Odd Man Out

Odd Man Out

Carol Reed (1947)

The first hour is superb – wonderfully conceived and executed action sequences vivified by the meaning of the characters that people them.  (There are moments that seem to anticipate sequences twenty years later in Bonnie and Clyde.)   Carol Reed disclaimed any conscious political intentions in his choice of projects; he was primarily interested in human beings facing difficult situations and that’s explicitly stated here in the introductory legend.  But Odd Man Out follows The Stars Look Down in dealing with politically controversial material.  This contemporary portrait of members of a revolutionary group (referred to simply as ‘the organisation’) in an unnamed town in Northern Ireland is sympathetic because the members of the group are fully and, in the case of the man played by Cyril Cusack, brilliantly characterised.   The effect isn’t the same as in The Stars Look Down, which seems to deliver a stronger and more complex social message because Reed’s treatment is humanist rather than political.    Here the focus is on a man, motivated by but subsequently detached from political action – and increasingly a poor, bare, forked creature.  He is the group’s leader Johnny (James Mason), wounded and left behind after a botched wages snatch.  The film describes the succeeding hours of his life and the various encounters the hours contain.

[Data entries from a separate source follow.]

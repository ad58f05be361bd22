use crate::common::constants::{NO_MORE_DOCS, UNPOSITIONED_DOC};
use crate::common::{DocId, ScoreType};
use crate::core::docset::DocIdSetIterator;
use crate::core::scorer::{Scorer, ScorerEnum};
use crate::{Result, SearchError};

/// Docs matched by all sub-scorers, leap-frogging them against each other.
/// Score is the sum of sub-scores times `coord`.
pub struct ConjunctionScorer<'a> {
    scorers: Vec<ScorerEnum<'a>>,
    coord: f32,
    last_doc: DocId,
}

impl<'a> ConjunctionScorer<'a> {
    /// Positions every sub-scorer on its first doc.
    pub fn new(mut scorers: Vec<ScorerEnum<'a>>, coord: f32) -> Result<Self> {
        if scorers.is_empty() {
            return Err(SearchError::InvalidArgument("a conjunction needs at least one sub-scorer".to_string()));
        }
        let mut exhausted = false;
        for scorer in scorers.iter_mut() {
            if scorer.next_doc()? == NO_MORE_DOCS {
                exhausted = true;
                break;
            }
        }
        let mut conjunction = Self { scorers, coord, last_doc: UNPOSITIONED_DOC };
        if exhausted {
            conjunction.last_doc = NO_MORE_DOCS;
            return Ok(conjunction);
        }

        // the leap-frog needs the furthest scorer last
        conjunction.scorers.sort_by_key(|s| s.doc_id());
        if conjunction.do_next()? == NO_MORE_DOCS {
            conjunction.last_doc = NO_MORE_DOCS;
            return Ok(conjunction);
        }
        // the first skip distance predicts later ones, start with the most selective scorers
        conjunction.scorers.reverse();
        Ok(conjunction)
    }

    /// Expects the last scorer to be the furthest one.
    fn do_next(&mut self) -> Result<DocId> {
        let len = self.scorers.len();
        let mut first = 0;
        let mut doc = self.scorers[len - 1].doc_id();
        while self.scorers[first].doc_id() < doc {
            doc = self.scorers[first].advance(doc)?;
            first = if first == len - 1 { 0 } else { first + 1 };
        }
        Ok(doc)
    }
}

impl<'a> DocIdSetIterator for ConjunctionScorer<'a> {
    fn doc_id(&self) -> DocId {
        self.last_doc
    }

    fn next_doc(&mut self) -> Result<DocId> {
        if self.last_doc == NO_MORE_DOCS {
            return Ok(NO_MORE_DOCS);
        }
        let last = self.scorers.len() - 1;
        if self.last_doc == UNPOSITIONED_DOC {
            // the constructor already found the first match
            self.last_doc = self.scorers[last].doc_id();
            return Ok(self.last_doc);
        }
        self.scorers[last].next_doc()?;
        self.last_doc = self.do_next()?;
        Ok(self.last_doc)
    }

    fn advance(&mut self, target: DocId) -> Result<DocId> {
        if self.last_doc == NO_MORE_DOCS {
            return Ok(NO_MORE_DOCS);
        }
        let last = self.scorers.len() - 1;
        if self.scorers[last].doc_id() < target {
            self.scorers[last].advance(target)?;
        }
        self.last_doc = self.do_next()?;
        Ok(self.last_doc)
    }
}

impl<'a> Scorer for ConjunctionScorer<'a> {
    fn score(&mut self) -> Result<ScoreType> {
        let mut sum = 0.0;
        for scorer in self.scorers.iter_mut() {
            sum += scorer.score()?;
        }
        Ok(sum * self.coord)
    }
}

#[cfg(test)]
mod tests {
    use super::*;
    use crate::core::scorer::test_util::{collect_all, scripted_scorer};

    #[test]
    fn test_intersection() {
        let scorers = vec![
            scripted_scorer(&[1, 3, 5, 7, 9, 11], 1.0),
            scripted_scorer(&[2, 3, 4, 9, 10, 11], 2.0),
            scripted_scorer(&[0, 3, 9, 11, 20], 0.5),
        ];
        let mut scorer = ConjunctionScorer::new(scorers, 1.0).unwrap();
        assert_eq!(collect_all(&mut scorer), vec![(3, 3.5), (9, 3.5), (11, 3.5)]);
        assert_eq!(scorer.next_doc().unwrap(), NO_MORE_DOCS);
    }

    #[test]
    fn test_advance_and_coord() {
        let scorers = vec![scripted_scorer(&[1, 4, 6, 8], 1.0), scripted_scorer(&[4, 6, 8], 1.0)];
        let mut scorer = ConjunctionScorer::new(scorers, 0.5).unwrap();
        assert_eq!(scorer.advance(5).unwrap(), 6);
        assert_eq!(scorer.score().unwrap(), 1.0);
        assert_eq!(scorer.advance(6).unwrap(), 6);
        assert_eq!(scorer.next_doc().unwrap(), 8);
        assert_eq!(scorer.advance(9).unwrap(), NO_MORE_DOCS);
    }

    #[test]
    fn test_disjoint_and_empty() {
        let scorers = vec![scripted_scorer(&[1, 3], 1.0), scripted_scorer(&[2, 4], 1.0)];
        let mut scorer = ConjunctionScorer::new(scorers, 1.0).unwrap();
        assert_eq!(scorer.next_doc().unwrap(), NO_MORE_DOCS);

        let scorers = vec![scripted_scorer(&[1, 3], 1.0), scripted_scorer(&[], 1.0)];
        let mut scorer = ConjunctionScorer::new(scorers, 1.0).unwrap();
        assert_eq!(scorer.next_doc().unwrap(), NO_MORE_DOCS);

        assert!(matches!(ConjunctionScorer::new(vec![], 1.0), Err(SearchError::InvalidArgument(_))));
    }
}
mod document;
mod index_reader;
mod memory_index;
mod memory_index_builder;
mod term;

pub use document::{Document, Token};
pub use index_reader::IndexReader;
pub use memory_index::MemoryIndex;
pub use memory_index_builder::MemoryIndexBuilder;
pub use term::Term;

These meetings are more or less symbolic;  one of them – with two London women who have recently moved to the town –.is distinguished by a performance by Fay Compton of great concentration and force.   The film loses momentum in an overlong sequence in a priest’s house and comes close to unravelling when a loony artist (Robert Newton – but the fault is in the character as much as in his habitual overacting) and his entourage take centre stage.    It’s somehow typical of Odd Man Out that Johnny’s hallucinations as he stares into a pool of spilt beer on a pub table are more imaginative and convincing than the religiously flavoured ones he graduates to in the artist’s house.    James Mason is impressive and more than usually likeable as Johnny:  he has an impressive emotional transparency in the early scenes and keeps tenaciously in character as the camera stays on him but his lines dry up.    (It’s one of those occasions when you’re not sure whether it’s the character or the actor you keep rooting for.)

As usual, Reed’s handling of children in the cast is impeccable and the physical casting of them is very fine.  There’s an extraordinary sequence in which we see the faces of a gang of street kids and they seem like embryo old men, and to suggest predetermined lives.  The film is photographed by Robert Krasker – a year before his more celebrated work for Reed on The Third Man but the lighting here is often remarkable too:  it’s used to illumine ordinary locations like a corner shop, places which appear (especially retrospectively) to reassuring effect in many British films of the time.    The dignified score, with tragic notes, is by William Alwyn.